Brief
Write out exactly the lines of the entries below from the one holding "pub(crate) fn category_mut(&mut" to the one holding "self.locate_task(task_id)", inclusive, and leave out all other lines.

Input records Block Start

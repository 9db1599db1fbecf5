//! Core data model: tasks, categories and the to-do list aggregate.
//!
//! `Task::category`, `Task::category_color`, `Task::in_shared_category` and
//! `Task::category_shared_with` are denormalized copies of the owning
//! category. Only the store writes them.

use std::collections::BTreeSet;
use std::fmt;
use std::str::FromStr;

use chrono::{DateTime, NaiveDate, Utc};
use serde::{Deserialize, Serialize};
use ulid::Ulid;

use crate::error::{Error, Result};

pub const MIN_PRIORITY: u8 = 1;
pub const MAX_PRIORITY: u8 = 5;
const DEFAULT_PRIORITY: u8 = 3;
const DEFAULT_CATEGORY_COLOR: &str = "#5da6d9";

/// A single actionable item.
#[derive(Debug, Clone, PartialEq, Eq, Serialize, Deserialize)]
pub struct Task {
    pub id: String,
    pub name: String,
    #[serde(default)]
    pub description: String,
    #[serde(default)]
    pub category: String,
    #[serde(default)]
    pub category_color: String,
    #[serde(default, skip_serializing_if = "Option::is_none")]
    pub deadline: Option<DateTime<Utc>>,
    pub priority: u8,
    #[serde(default)]
    pub is_completed: bool,
    #[serde(default)]
    pub shared_with: BTreeSet<String>,
    #[serde(default)]
    pub in_shared_category: bool,
    #[serde(default)]
    pub category_shared_with: BTreeSet<String>,
}

impl Task {
    /// Create an open task with a fresh id.
    pub fn new(name: impl Into<String>) -> Self {
        Self {
            id: Ulid::new().to_string().to_lowercase(),
            name: name.into(),
            description: String::new(),
            category: String::new(),
            category_color: String::new(),
            deadline: None,
            priority: DEFAULT_PRIORITY,
            is_completed: false,
            shared_with: BTreeSet::new(),
            in_shared_category: false,
            category_shared_with: BTreeSet::new(),
        }
    }

    pub fn with_description(mut self, description: impl Into<String>) -> Self {
        self.description = description.into();
        self
    }

    pub fn with_priority(mut self, priority: u8) -> Self {
        self.priority = priority;
        self
    }

    pub fn with_deadline(mut self, deadline: DateTime<Utc>) -> Self {
        self.deadline = Some(deadline);
        self
    }

    pub fn shared_with<I, S>(mut self, users: I) -> Self
    where
        I: IntoIterator<Item = S>,
        S: Into<String>,
    {
        self.shared_with = users.into_iter().map(Into::into).collect();
        self
    }

    /// Copy the owning category's display and sharing fields onto the task.
    pub(crate) fn assign_category(&mut self, category: &Category) {
        self.category = category.name.clone();
        self.category_color = category.color.clone();
        self.in_shared_category = category.shared;
        self.category_shared_with = category.shared_with.clone();
    }
}

pub(crate) fn validate_priority(priority: u8) -> Result<()> {
    if !(MIN_PRIORITY..=MAX_PRIORITY).contains(&priority) {
        return Err(Error::InvalidArgument(format!(
            "priority must be between {MIN_PRIORITY} and {MAX_PRIORITY}, got {priority}"
        )));
    }
    Ok(())
}

/// Which collection of a category a task currently lives in.
#[derive(Debug, Clone, Copy, PartialEq, Eq)]
pub enum TaskSlot {
    Open(usize),
    Completed(usize),
}

/// Named, colored grouping of tasks.
#[derive(Debug, Clone, PartialEq, Eq, Serialize, Deserialize)]
pub struct Category {
    pub name: String,
    pub color: String,
    #[serde(default)]
    pub tasks: Vec<Task>,
    #[serde(default)]
    pub completed_tasks: Vec<Task>,
    #[serde(default)]
    pub shared: bool,
    #[serde(default)]
    pub shared_with: BTreeSet<String>,
}

impl Category {
    pub fn new(name: impl Into<String>, color: impl Into<String>) -> Self {
        Self {
            name: name.into(),
            color: color.into(),
            tasks: Vec::new(),
            completed_tasks: Vec::new(),
            shared: false,
            shared_with: BTreeSet::new(),
        }
    }

    /// A category named `name` with the default color.
    pub fn named(name: impl Into<String>) -> Self {
        Self::new(name, DEFAULT_CATEGORY_COLOR)
    }

    pub fn with_shared_with<I, S>(mut self, users: I) -> Self
    where
        I: IntoIterator<Item = S>,
        S: Into<String>,
    {
        self.set_shared_with(users.into_iter().map(Into::into).collect());
        self
    }

    /// Replace the shared-with set, keeping `shared` in step with it.
    pub fn set_shared_with(&mut self, users: BTreeSet<String>) {
        self.shared = !users.is_empty();
        self.shared_with = users;
    }

    /// Push the category's name, color and sharing onto every task it holds.
    pub(crate) fn refresh_task_fields(&mut self) {
        let Category {
            name,
            color,
            tasks,
            completed_tasks,
            shared,
            shared_with,
        } = self;
        for task in tasks.iter_mut().chain(completed_tasks.iter_mut()) {
            task.category = name.clone();
            task.category_color = color.clone();
            task.in_shared_category = *shared;
            task.category_shared_with = shared_with.clone();
        }
    }

    pub fn locate(&self, task_id: &str) -> Option<TaskSlot> {
        if let Some(idx) = self.tasks.iter().position(|task| task.id == task_id) {
            return Some(TaskSlot::Open(idx));
        }
        self.completed_tasks
            .iter()
            .position(|task| task.id == task_id)
            .map(TaskSlot::Completed)
    }

    pub fn task(&self, slot: TaskSlot) -> &Task {
        match slot {
            TaskSlot::Open(idx) => &self.tasks[idx],
            TaskSlot::Completed(idx) => &self.completed_tasks[idx],
        }
    }

    pub fn task_mut(&mut self, slot: TaskSlot) -> &mut Task {
        match slot {
            TaskSlot::Open(idx) => &mut self.tasks[idx],
            TaskSlot::Completed(idx) => &mut self.completed_tasks[idx],
        }
    }

    pub fn all_tasks(&self) -> impl Iterator<Item = &Task> {
        self.tasks.iter().chain(self.completed_tasks.iter())
    }

    pub fn total_tasks(&self) -> usize {
        self.tasks.len() + self.completed_tasks.len()
    }
}

/// The root aggregate: categories in display order, names unique.
#[derive(Debug, Clone, Default, PartialEq, Eq, Serialize, Deserialize)]
pub struct ToDoList {
    pub categories: Vec<Category>,
}

impl ToDoList {
    pub fn category(&self, name: &str) -> Option<&Category> {
        self.categories.iter().find(|category| category.name == name)
    }

    pub(crate) fn category_mut(&mut self, name: &str) -> Option<&mut Category> {
        self.categories
            .iter_mut()
            .find(|category| category.name == name)
    }

    pub fn contains_category(&self, name: &str) -> bool {
        self.category(name).is_some()
    }

    /// Find a task anywhere in the list, returning its category index and slot.
    pub fn locate_task(&self, task_id: &str) -> Option<(usize, TaskSlot)> {
        self.categories
            .iter()
            .enumerate()
            .find_map(|(idx, category)| category.locate(task_id).map(|slot| (idx, slot)))
    }

    pub fn find_task(&self, task_id: &str) -> Option<&Task> {
        self.locate_task(task_id)
            .map(|(idx, slot)| self.categories[idx].task(slot))
    }

    pub fn open_tasks(&self) -> impl Iterator<Item = &Task> {
        self.categories.iter().flat_map(|category| category.tasks.iter())
    }

    pub fn open_task_count(&self) -> usize {
        self.categories.iter().map(|category| category.tasks.len()).sum()
    }

    pub fn completed_task_count(&self) -> usize {
        self.categories
            .iter()
            .map(|category| category.completed_tasks.len())
            .sum()
    }

    pub fn category_names(&self) -> Vec<String> {
        self.categories
            .iter()
            .map(|category| category.name.clone())
            .collect()
    }
}

/// One closed day: the date and how many tasks were completed on it.
#[derive(Debug, Clone, Copy, PartialEq, Eq, Serialize, Deserialize)]
pub struct DailyHistoryEntry {
    pub date: NaiveDate,
    pub tasks_completed: u32,
}

/// Presentation order for a category's tasks.
#[derive(Debug, Clone, Copy, Default, PartialEq, Eq, Serialize, Deserialize)]
#[serde(rename_all = "snake_case")]
pub enum SortOption {
    /// Highest priority first
    #[default]
    Priority,
    /// Nearest deadline first, tasks without a deadline last
    Deadline,
    /// Most shared first
    Shared,
}

impl SortOption {
    pub fn as_str(&self) -> &'static str {
        match self {
            SortOption::Priority => "priority",
            SortOption::Deadline => "deadline",
            SortOption::Shared => "shared",
        }
    }
}

impl fmt::Display for SortOption {
    fn fmt(&self, f: &mut fmt::Formatter<'_>) -> fmt::Result {
        f.write_str(self.as_str())
    }
}

impl FromStr for SortOption {
    type Err = Error;

    fn from_str(value: &str) -> Result<Self> {
        match value.trim().to_ascii_lowercase().as_str() {
            "priority" => Ok(SortOption::Priority),
            "deadline" => Ok(SortOption::Deadline),
            "shared" => Ok(SortOption::Shared),
            other => Err(Error::InvalidArgument(format!(
                "unknown sort option '{other}' (expected priority|deadline|shared)"
            ))),
        }
    }
}
//! tasknest simulate command implementation
//!
//! Loads the sample household into an in-memory app, then closes `days`
//! days in a row. Each day a random share of the daily tasks is completed
//! before the day is closed.

use std::collections::BTreeMap;

use chrono::NaiveDate;
use rand::rngs::StdRng;
use rand::{Rng, SeedableRng};
use serde::Serialize;
use tracing::{debug, warn};

use crate::app::{App, DaySummary};
use crate::config::{Config, SettingsUpdate};
use crate::error::{Error, Result};
use crate::model::DailyHistoryEntry;
use crate::output::{emit_success, HumanOutput, OutputOptions};
use crate::sample::{generate_sample_data, SampleSummary};
use crate::stats::{
    category_progress, shared_load, CategoryProgress, SharedLoad, TrendPoint, TrendWindow,
};
use crate::streak::{DayOutcome, StreakStatus};

#[derive(Debug, Clone, Copy)]
pub struct SimulateOptions {
    pub days: u32,
    pub seed: Option<u64>,
    pub complete_ratio: f64,
}

#[derive(Serialize)]
struct SimulateReport {
    #[serde(skip_serializing_if = "Option::is_none")]
    seed: Option<u64>,
    days_requested: u32,
    days_simulated: usize,
    sample: SampleSummary,
    days: Vec<DayReport>,
    streak: StreakStatus,
    history: Vec<DailyHistoryEntry>,
    trend: Vec<TrendPoint>,
    progress: Vec<CategoryProgress>,
    shared_load: SharedLoad,
}

/// Compact view of a closed day.
#[derive(Serialize)]
struct DayReport {
    date: NaiveDate,
    completed: u32,
    planned: u32,
    next_planned: u32,
    #[serde(skip_serializing_if = "Option::is_none")]
    outcome: Option<DayOutcome>,
    current_streak: u32,
}

impl From<&DaySummary> for DayReport {
    fn from(summary: &DaySummary) -> Self {
        Self {
            date: summary.rollover.closed,
            completed: summary.rollover.tasks_completed,
            planned: summary.closed_planned_total,
            next_planned: summary.planned_total,
            outcome: summary.streak_outcome,
            current_streak: summary.streak.state.current_streak,
        }
    }
}

pub async fn run(options: SimulateOptions, mut config: Config, output: OutputOptions) -> Result<()> {
    if !(0.0..=1.0).contains(&options.complete_ratio) {
        return Err(Error::InvalidArgument(format!(
            "--complete-ratio must be within [0, 1], got {}",
            options.complete_ratio
        )));
    }
    if options.seed.is_some() {
        config.sharing.seed = options.seed;
    }
    let seed = config.sharing.seed;

    let app = App::from_config(&config)?;
    let sample = generate_sample_data(&app).await?;

    let mut human = HumanOutput::new(format!("tasknest simulate: {} days", options.days));
    apply_configured_limits(&app, &config.settings.category_limits, &mut human).await?;

    let mut rng = match seed {
        Some(seed) => StdRng::seed_from_u64(seed),
        None => StdRng::from_entropy(),
    };

    let mut days = Vec::new();
    for _ in 0..options.days {
        for category in app.daily_categories().await {
            for task in &category.tasks {
                if rng.gen_bool(options.complete_ratio) {
                    app.toggle_complete(&task.id, &category.name).await?;
                }
            }
        }

        match app.start_new_day().await {
            Ok(summary) => days.push(DayReport::from(&summary)),
            Err(Error::NothingScheduled(reason)) => {
                warn!(%reason, "simulation stopped early");
                human.push_warning(format!("stopped after {} days: {reason}", days.len()));
                break;
            }
            Err(err) => return Err(err),
        }
    }

    let list = app.store().snapshot().await;
    let report = SimulateReport {
        seed,
        days_requested: options.days,
        days_simulated: days.len(),
        sample,
        streak: app.streak_status().await,
        history: app.store().daily_history().await,
        trend: app.completion_trend(TrendWindow::Weekly).await,
        progress: category_progress(&list),
        shared_load: shared_load(&list),
        days,
    };
    debug!(days = report.days_simulated, "simulation finished");

    human.push_summary("days simulated", report.days_simulated.to_string());
    human.push_summary(
        "sample",
        format!("{} categories, {} tasks", sample.categories, sample.tasks),
    );
    human.push_summary("current streak", report.streak.state.current_streak.to_string());
    human.push_summary("high score", report.streak.state.high_score.to_string());
    human.push_summary(
        "goal reached",
        if report.streak.goal_reached { "yes" } else { "no" },
    );
    for day in &report.days {
        human.push_detail(format!(
            "{}: {}/{} completed, streak {}",
            day.date, day.completed, day.planned, day.current_streak
        ));
    }
    for progress in &report.progress {
        human.push_detail(format!(
            "{}: {}/{} done",
            progress.name, progress.completed, progress.total
        ));
    }

    emit_success(output, "simulate", &report, Some(&human))
}

/// Limits from the config file only make sense once the categories exist.
async fn apply_configured_limits(
    app: &App,
    limits: &BTreeMap<String, u32>,
    human: &mut HumanOutput,
) -> Result<()> {
    if limits.is_empty() {
        return Ok(());
    }

    let list = app.store().snapshot().await;
    let mut known = BTreeMap::new();
    for (name, limit) in limits {
        if list.contains_category(name) {
            known.insert(name.clone(), *limit);
        } else {
            human.push_warning(format!("ignoring limit for unknown category '{name}'"));
        }
    }

    app.update_settings(SettingsUpdate {
        category_limits: Some(known),
        ..SettingsUpdate::default()
    })
    .await
}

Input records Block End

Output of the exercise
    pub(crate) fn category_mut(&mut self, name: &str) -> Option<&mut Category> {
        self.categories
            .iter_mut()
            .find(|category| category.name == name)
    }

    pub fn contains_category(&self, name: &str) -> bool {
        self.category(name).is_some()
    }

    /// Find a task anywhere in the list, returning its category index and slot.
    pub fn locate_task(&self, task_id: &str) -> Option<(usize, TaskSlot)> {
        self.categories
            .iter()
            .enumerate()
            .find_map(|(idx, category)| category.locate(task_id).map(|slot| (idx, slot)))
    }

    pub fn find_task(&self, task_id: &str) -> Option<&Task> {
        self.locate_task(task_id)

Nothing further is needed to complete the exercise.